A DEA comment period on kratom closed last week. AKA has filed its comment letter (http://bit.ly/akacomments), including the Henningfield analysis (http://bit.ly/Henningfieldreport), in the DEA public docket.
The AKA comment letter to the DEA notes: “[K]ratom does not meet the criteria for permanent scheduling under the CSA – under schedule I or any other schedule – and DEA cannot satisfy the legal requirements for use of the emergency scheduling provision of the CSA to temporarily schedule kratom. Scheduling kratom under the CSA would divert government resources from more critical initiatives, have a significant negative impact on a substantial number of small businesses and consumers who choose to use kratom products safely and responsibly, yet yield no positive impact on the public health.”
The letter continues: “For both abuse potential and dependence liability, kratom’s profile is comparable to or lower than that of unscheduled substances such as caffeine, nicotine-containing smoking cessation products, dextromethorphan, and many antihistamines, antidepressants, and other substances sold directly to consumers. Kratom’s profile also resembles that of various botanical dietary supplements such as chamomile, lavender, St. John’s Wort, kava, and hops. “
Commenting on the Henningfield analysis, Susan Ash, founder, American Kratom Association, said: “Kratom is a natural botanical product consumed by millions of Americans daily. Like caffeine, when used responsibly, kratom is enjoyable, safe, rarely associated with any serious adverse effects, and not prone to abuse. Kratom simply does not pose an imminent threat to the public health. Rather, kratom is more reasonably characterized as a dietary supplement and could be ably regulated as such by FDA. Through that regulatory framework, manufacturers and distributors of kratom could be held accountable for the safety and labeling of their products, while ensuring continued access to Americans who consume them. We believe such an approach would represent a much more efficient use of governmental resources than the scheduling process could provide.”
The AKA comment concludes that singling out kratom for scheduling would be inconsistent with federal handling of other supplements: “For example, the botanical substances St. John’s Wort, Valerian, and Kava Kava are known to have reinforcing effects and to act as sedatives, and have been the subject of hundreds or thousands of calls to Poison Control Centers. Yet, these substances have not been scheduled, but have been regulated as dietary supplements.

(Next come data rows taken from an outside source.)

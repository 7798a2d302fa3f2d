//! Scalar collections and their mutating cursors.
//!
//! This module provides:
//!
//! - [`ScalarCollection`]: The capability trait every container implements,
//!   with cursor-based default implementations of the bulk operations
//! - [`ScalarIterator`]: The cursor protocol, allowing removal of the element
//!   most recently yielded
//! - [`ScalarArrayList`]: A growable array of unboxed scalars that overrides
//!   the defaults with direct buffer manipulation
//! - [`ScalarSliceView`]: A read-only view over a borrowed slice
//!
//! # Default and Fast Paths
//!
//! A container only has to say how long it is, how to read its values and
//! how to open a cursor. Everything else (value removal, retention, range
//! operations, conversion to arrays) has a default that traverses the
//! cursor and removes through it. Those defaults are O(n²) in the worst case
//! for array storage, so [`ScalarArrayList`] replaces them with single-pass
//! compaction.
//!
//! # Examples
//!
//! ```rust
//! use unboxed::prelude::*;
//!
//! let mut list = LongArrayList::from_slice(&[10, 20, 30]);
//!
//! // Filter in place through the cursor
//! let mut cursor = list.cursor();
//! while let Some(value) = cursor.next() {
//!     if value == 20 {
//!         cursor.remove().unwrap();
//!     }
//! }
//! assert_eq!(list.as_slice(), &[10, 30]);
//! ```

mod array_list;
mod cursor;
mod view;

pub use array_list::MIN_GROWTH;
pub use array_list::ScalarArrayList;
pub use cursor::ArrayCursor;
pub use view::ScalarSliceView;
pub use view::SliceCursor;

use crate::CollectionError;
use crate::scalar::{RangeScalar, Scalar};

// =============================================================================
// ScalarIterator
// =============================================================================

/// A forward cursor over a scalar collection that can remove the element it
/// most recently yielded.
///
/// The cursor sits at a position in `[0, len]`. [`next_value`](Self::next_value)
/// yields the element at that position and remembers it;
/// [`remove`](Self::remove) removes the remembered element and steps the
/// position back so the element that shifts into the freed slot is yielded
/// next. Removal is legal only once per yield.
///
/// # State Transitions
///
/// ```text
///              next_value               remove
///   Fresh ──────────────────► Yielded ───────────► Fresh
///     ▲                          │
///     │ reset                    │ next_value (cursor == len)
///     └────────────────────── Exhausted ◄── Err(Exhausted)
/// ```
pub trait ScalarIterator<T: Scalar> {
    /// Returns `true` if another element can be yielded.
    fn has_next(&self) -> bool;

    /// Yields the element at the cursor and advances past it.
    ///
    /// # Errors
    ///
    /// Returns [`CollectionError::Exhausted`] if [`has_next`](Self::has_next)
    /// is `false`.
    fn next_value(&mut self) -> Result<T, CollectionError>;

    /// Removes the element most recently yielded.
    ///
    /// # Errors
    ///
    /// - [`CollectionError::IllegalState`] if nothing has been yielded since
    ///   creation, the last removal, or the last reset
    /// - [`CollectionError::Unsupported`] if the underlying collection is
    ///   read-only
    fn remove(&mut self) -> Result<(), CollectionError>;

    /// Moves the cursor back to the first element.
    ///
    /// The cursor stays bound to the same collection and sees its current
    /// contents.
    fn reset(&mut self);

    /// Returns `true` if [`remove`](Self::remove) is supported.
    fn is_modifiable(&self) -> bool {
        true
    }
}
// =============================================================================
// ScalarCollection Implementation
// =============================================================================

impl<T: Scalar> ScalarCollection<T> for ScalarArrayList<T> {
    type Cursor<'a> = ArrayCursor<'a, T>;

    #[inline]
    fn len(&self) -> usize {
        self.length
    }

    fn values(&self) -> impl Iterator<Item = T> + '_ {
        self.iter()
    }

    fn cursor(&mut self) -> Self::Cursor<'_> {
        ArrayCursor::new(self)
    }

    fn add(&mut self, value: T) -> Result<bool, CollectionError> {
        self.push(value);
        Ok(true)
    }

    fn add_all(&mut self, values: &[T]) -> Result<bool, CollectionError> {
        self.extend_from_slice(values);
        Ok(!values.is_empty())
    }

    fn add_all_from<C: ScalarCollection<T>>(&mut self, other: &C) -> Result<bool, CollectionError> {
        let values = other.to_vec();
        self.extend_from_slice(&values);
        Ok(!values.is_empty())
    }

    fn contains(&self, value: T) -> bool {
        self.index_of(value).is_some()
    }

    fn remove_first(&mut self, value: T) -> Result<bool, CollectionError> {
        match self.index_of(value) {
            Some(index) => self.remove_at(index).map(|_| true),
            None => Ok(false),
        }
    }

    fn remove_all_of(&mut self, value: T) -> Result<bool, CollectionError> {
        Ok(self.compact(|element| element.equivalent(value)))
    }

    fn remove_where<P>(&mut self, predicate: P) -> Result<bool, CollectionError>
    where
        P: FnMut(T) -> bool,
    {
        Ok(self.compact(predicate))
    }

    fn clear(&mut self) -> Result<(), CollectionError> {
        self.length = 0;
        Ok(())
    }

    fn to_vec(&self) -> Vec<T> {
        self.as_slice().to_vec()
    }

    fn to_array_into(
        &self,
        dest: Option<Vec<T>>,
        start_index: isize,
    ) -> Result<Vec<T>, CollectionError> {
        let (mut target, start) = prepare_destination(dest, start_index, self.length)?;
        target[start..start + self.length].copy_from_slice(self.as_slice());
        Ok(target)
    }
}

// =============================================================================
// Standard Trait Implementations
// =============================================================================

impl<T: Scalar> Clone for ScalarArrayList<T> {
    fn clone(&self) -> Self {
        Self::from_slice(self.as_slice())
    }
}

impl<T: Scalar> Default for ScalarArrayList<T> {
    #[inline]
    fn default() -> Self {
        Self::new()
    }
}

impl<T: Scalar> From<Vec<T>> for ScalarArrayList<T> {
    fn from(values: Vec<T>) -> Self {
        let length = values.len();
        Self {
            buffer: values.into_boxed_slice(),
            length,
        }
    }
}

impl<T: Scalar> From<&[T]> for ScalarArrayList<T> {
    fn from(values: &[T]) -> Self {
        Self::from_slice(values)
    }
}

impl<T: Scalar> From<Option<&[T]>> for ScalarArrayList<T> {
    fn from(values: Option<&[T]>) -> Self {
        values.map_or_else(Self::new, Self::from_slice)
    }
}

impl<T: Scalar, const N: usize> From<[T; N]> for ScalarArrayList<T> {
    fn from(values: [T; N]) -> Self {
        Self::from_slice(&values)
    }
}

impl<T: Scalar> FromIterator<T> for ScalarArrayList<T> {
    fn from_iter<I: IntoIterator<Item = T>>(iter: I) -> Self {
        let mut list = Self::new();
        list.extend(iter);
        list
    }
}

impl<T: Scalar> Extend<T> for ScalarArrayList<T> {
    fn extend<I: IntoIterator<Item = T>>(&mut self, iter: I) {
        let iter = iter.into_iter();
        self.ensure_capacity(self.length + iter.size_hint().0);
        for value in iter {
            self.push(value);
        }
    }
}

impl<'a, T: Scalar> Extend<&'a T> for ScalarArrayList<T> {
    fn extend<I: IntoIterator<Item = &'a T>>(&mut self, iter: I) {
        self.extend(iter.into_iter().copied());
    }
}

impl<T: Scalar> IntoIterator for ScalarArrayList<T> {
    type Item = T;
    type IntoIter = std::vec::IntoIter<T>;

    fn into_iter(self) -> Self::IntoIter {
        let mut values = self.buffer.into_vec();
        values.truncate(self.length);
        values.into_iter()
    }
}

impl<'a, T: Scalar> IntoIterator for &'a ScalarArrayList<T> {
    type Item = T;
    type IntoIter = Copied<slice::Iter<'a, T>>;

    #[inline]
    fn into_iter(self) -> Self::IntoIter {
        self.iter()
    }
}

impl<T: Scalar> Index<usize> for ScalarArrayList<T> {
    type Output = T;

    #[inline]
    fn index(&self, index: usize) -> &Self::Output {
        &self.as_slice()[index]
    }
}

impl<T: Scalar> PartialEq for ScalarArrayList<T> {
    fn eq(&self, other: &Self) -> bool {
        self.length == other.length
            && self
                .iter()
                .zip(other.iter())
                .all(|(left, right)| left.equivalent(right))
    }
}

impl<T: Scalar> Eq for ScalarArrayList<T> {}

impl<T: Scalar> Hash for ScalarArrayList<T> {
    fn hash<H: Hasher>(&self, state: &mut H) {
        self.length.hash(state);
        for value in self {
            value.hash_scalar(state);
        }
    }
}

impl<T: Scalar> fmt::Debug for ScalarArrayList<T> {
    fn fmt(&self, formatter: &mut fmt::Formatter<'_>) -> fmt::Result {
        formatter.debug_list().entries(self.iter()).finish()
    }
}

impl<T: Scalar> fmt::Display for ScalarArrayList<T> {
    fn fmt(&self, formatter: &mut fmt::Formatter<'_>) -> fmt::Result {
        write!(formatter, "[")?;
        let mut first = true;
        for value in self {
            if first {
                first = false;
            } else {
                write!(formatter, ", ")?;
            }
            write!(formatter, "{value}")?;
        }
        write!(formatter, "]")
    }
}

static_assertions::assert_impl_all!(ScalarArrayList<i64>: Send, Sync, Clone, Default, Eq, Hash);
static_assertions::assert_impl_all!(ScalarArrayList<char>: Send, Sync, Clone, Default);

// =============================================================================
// Serde Support
// =============================================================================

#[cfg(feature = "serde")]
impl<T: Scalar + serde::Serialize> serde::Serialize for ScalarArrayList<T> {
    fn serialize<S>(&self, serializer: S) -> Result<S::Ok, S::Error>
    where
        S: serde::Serializer,
    {
        use serde::ser::SerializeSeq;
        let mut seq = serializer.serialize_seq(Some(self.len()))?;
        for value in self {
            seq.serialize_element(&value)?;
        }
        seq.end()
    }
}

#[cfg(feature = "serde")]
struct ScalarArrayListVisitor<T> {
    marker: std::marker::PhantomData<T>,
}

#[cfg(feature = "serde")]
impl<T> ScalarArrayListVisitor<T> {
    const fn new() -> Self {
        Self {
            marker: std::marker::PhantomData,
        }
    }
}

#[cfg(feature = "serde")]
impl<'de, T> serde::de::Visitor<'de> for ScalarArrayListVisitor<T>
where
    T: Scalar + serde::Deserialize<'de>,
{
    type Value = ScalarArrayList<T>;

    fn expecting(&self, formatter: &mut fmt::Formatter) -> fmt::Result {
        formatter.write_str("a sequence of scalars")
    }

    fn visit_seq<A>(self, mut seq: A) -> Result<Self::Value, A::Error>
    where
        A: serde::de::SeqAccess<'de>,
    {
        const MAX_PREALLOCATE: usize = 4096;
        let capacity = seq.size_hint().unwrap_or(0).min(MAX_PREALLOCATE);
        let mut list = ScalarArrayList::with_capacity(capacity);
        while let Some(value) = seq.next_element()? {
            list.push(value);
        }
        Ok(list)
    }
}

#[cfg(feature = "serde")]
impl<'de, T> serde::Deserialize<'de> for ScalarArrayList<T>
where
    T: Scalar + serde::Deserialize<'de>,
{
    fn deserialize<D>(deserializer: D) -> Result<Self, D::Error>
    where
        D: serde::Deserializer<'de>,
    {
        deserializer.deserialize_seq(ScalarArrayListVisitor::new())
    }
}

// =============================================================================
// Tests
// =============================================================================


#[cfg(all(test, feature = "serde"))]
mod serde_tests {
    use super::*;
    use rstest::rstest;

    #[rstest]
    fn test_serialize_logical_elements() {
        let mut list = ScalarArrayList::<i32>::with_capacity(8);
        list.extend_from_slice(&[1, 2, 3]);
        assert_eq!(serde_json::to_string(&list).unwrap(), "[1,2,3]");
    }

    #[rstest]
    fn test_deserialize() {
        let list: ScalarArrayList<char> = serde_json::from_str(r#"["a","b"]"#).unwrap();
        assert_eq!(list.as_slice(), &['a', 'b']);
    }
}
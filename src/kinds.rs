//! Per-kind names for the generic collection types.
//!
//! Each supported scalar kind gets a family of aliases, for example
//! `i64` yields [`LongArrayList`], [`LongArrayCursor`] and [`LongSliceView`].
//!
//! ```rust
//! use unboxed::prelude::*;
//!
//! let mut list = CharArrayList::new();
//! list.add_range('a', 'c').unwrap();
//! assert_eq!(list.to_string(), "[a, b, c]");
//! ```

use crate::collection::{ArrayCursor, ScalarArrayList, ScalarSliceView};

macro_rules! kind_aliases {
    ($($ty:ident => $name:ident),* $(,)?) => {
        paste::paste! {
            $(
                #[doc = "A growable array of unboxed `" $ty "` values."]
                pub type [<$name ArrayList>] = ScalarArrayList<$ty>;

                #[doc = "A mutating cursor over a [`" $name "ArrayList`]."]
                pub type [<$name ArrayCursor>]<'a> = ArrayCursor<'a, $ty>;

                #[doc = "A read-only view over a slice of `" $ty "` values."]
                pub type [<$name SliceView>]<'a> = ScalarSliceView<'a, $ty>;
            )*
        }
    };
}

kind_aliases!(
    bool => Boolean,
    i8 => Byte,
    i16 => Short,
    i32 => Int,
    i64 => Long,
    f32 => Float,
    f64 => Double,
    char => Char,
);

The same is true for guarana and kola nut, which also have certain characteristics of a drug of abuse. Yohimbine, the primary component of Yohimbe extract, is an indole-containing alkaloid that is structurally similar to [the active ingredient in kratom], yet Yohimbe is available in the U.S. as a dietary supplement …None of these botanical substances is scheduled, despite sharing some characteristics with controlled substances; rather, all of them are adequately regulated by FDA through existing authority. Kratom, with a comparable or lower potential for abuse than these substances, would likewise be best regulated” by the FDA.
In the United States, there have been few reported serious side effects associated with kratom use and no reported deaths directly attributable to the substance. There have been no deaths, serious adverse effects, or emergency department visits reported for children. The relative safety of kratom is consistent with several key clinical and pharmacologic properties of the substance, including its low toxicity, extremely low bioavailability (absorption into the body), and its blocking of opioid receptors that limit the possible euphoric effect and substantially reduces the risk of respiratory depression.
Dr. Henningfield and his PinneyAssociates colleagues conducted a comprehensive review of publicly available data on the same eight factors indicative of control that the DEA and FDA will weigh in deciding if and where to control kratom:
(1) Its actual or relative potential for abuse.
(2) Scientific evidence of its pharmacological effect, if known.
(3) The state of current scientific knowledge regarding the drug or other substance.
(4) Its history and current pattern of abuse.
(5) The scope, duration, and significance of abuse.
(6) What, if any, risk there is to the public health.
(7) Its psychic or physiological dependence liability.
(8) Whether the substance is an immediate precursor of a substance already controlled through the CSA.